But you'd be surprised at how many spammers still got past them. I've heard that in Asia there are big factory type installations where human beings actually are paid to sit and enter Captcha codes so that spammy stuff can get through. There is only so much that we can do.
That's true, but it puts off all the bots and script-kiddies looking for low-hanging fruit and raises their costs enough to hopefully prevent you being a target and move on to the next guy's server.
I actually have a more robust membership system that I'll plug into this site at some point which combines better protection with an nicer user experience as well. Instead of just always showing CAPTCHA (which sometimes are a PITA to get right!) it only shows it after a certain number of failed attempts and each attempt responds more and more slowly so even with a possibly compromised CAPTCHA system the number of attempts that people can make are limited which is enough to thwart them (and helps identify attacks to auto-block or ignore IPs). They think they are making attemps but each is just getting a fake response.
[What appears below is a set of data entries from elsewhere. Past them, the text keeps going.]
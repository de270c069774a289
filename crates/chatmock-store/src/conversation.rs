//! The in-memory conversation handle.
//!
//! A [`Conversation`] owns the two participants and the ordered message list
//! of one session. It is created by the caller and passed around by
//! reference; there is no shared global instance. Message operations live in
//! `messages.rs`, participant operations in `participants.rs`.

use chatmock_shared::MessageId;
use chrono::{Local, NaiveDate};

use crate::error::{Result, StoreError};
use crate::ids::IdGenerator;
use crate::models::{Message, Participant};

/// Participants and messages of one mockup conversation.
#[derive(Debug, Clone, Default)]
pub struct Conversation {
    pub(crate) current: Option<Participant>,
    pub(crate) other: Option<Participant>,
    pub(crate) messages: Vec<Message>,
    pub(crate) ids: IdGenerator,
    date: Option<NaiveDate>,
}

impl Conversation {
    /// Empty conversation without participants. Messages cannot be added
    /// until [`Conversation::update_participants`] has been called.
    pub fn new() -> Self {
        Self::default()
    }

    pub fn with_participants(current: Participant, other: Participant) -> Result<Self> {
        let mut conversation = Self::new();
        conversation.update_participants(current, other)?;
        Ok(conversation)
    }

    /// Conversation between the conventional `"me"` and `"other"` ids.
    pub fn with_default_participants() -> Self {
        Self {
            current: Some(Participant::default_current()),
            other: Some(Participant::default_other()),
            ..Self::default()
        }
    }

    /// Pin the calendar date used for new message timestamps.
    ///
    /// Without a pinned date, today's local date is used.
    pub fn with_date(mut self, date: NaiveDate) -> Self {
        self.date = Some(date);
        self
    }

    pub fn messages(&self) -> &[Message] {
        &self.messages
    }

    pub fn message(&self, id: &MessageId) -> Option<&Message> {
        self.messages.iter().find(|m| &m.id == id)
    }

    pub fn current_user(&self) -> Option<&Participant> {
        self.current.as_ref()
    }

    pub fn other_user(&self) -> Option<&Participant> {
        self.other.as_ref()
    }

    pub fn len(&self) -> usize {
        self.messages.len()
    }

    pub fn is_empty(&self) -> bool {
        self.messages.is_empty()
    }

    /// Both participants, or the precondition error every write path shares.
    pub fn participants(&self) -> Result<(&Participant, &Participant)> {
        match (&self.current, &self.other) {
            (Some(current), Some(other)) => Ok((current, other)),
            _ => Err(StoreError::MissingParticipants),
        }
    }

    pub(crate) fn message_date(&self) -> NaiveDate {
        self.date.unwrap_or_else(|| Local::now().date_naive())
    }
}
//! # chatmock-store
//!
//! In-memory message store for one mockup conversation.
//!
//! A [`Conversation`] is the authoritative holder of the two participants and
//! the insertion-ordered message list. Every mutation is synchronous and
//! takes `&mut self`, so a read after a write always sees the whole change.
//! Input is expected to be validated already (see `chatmock_shared::validate`);
//! the store only enforces its own preconditions.

pub mod conversation;
pub mod ids;
pub mod messages;
pub mod models;
pub mod participants;

mod error;

pub use conversation::Conversation;
pub use error::{Result, StoreError};
pub use models::*;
Of course, it also lets people avoid local username / passwords altogether and use Googel or Facebook for authentication, effectively outsourcing account protection and the fight against bots to 'the big buys' who have more resources to handle them.
Another option (more for banks / techy sites) is to use 2-factor authentication where "something you know" (your password) isn't enough ... to sign in you also need "something you have" which is usually a fob or phone app to generate a pass code. This provides a unique time-sensitive rolling number which makes things pretty damn secure - even if someone knows your password they cannot login as you !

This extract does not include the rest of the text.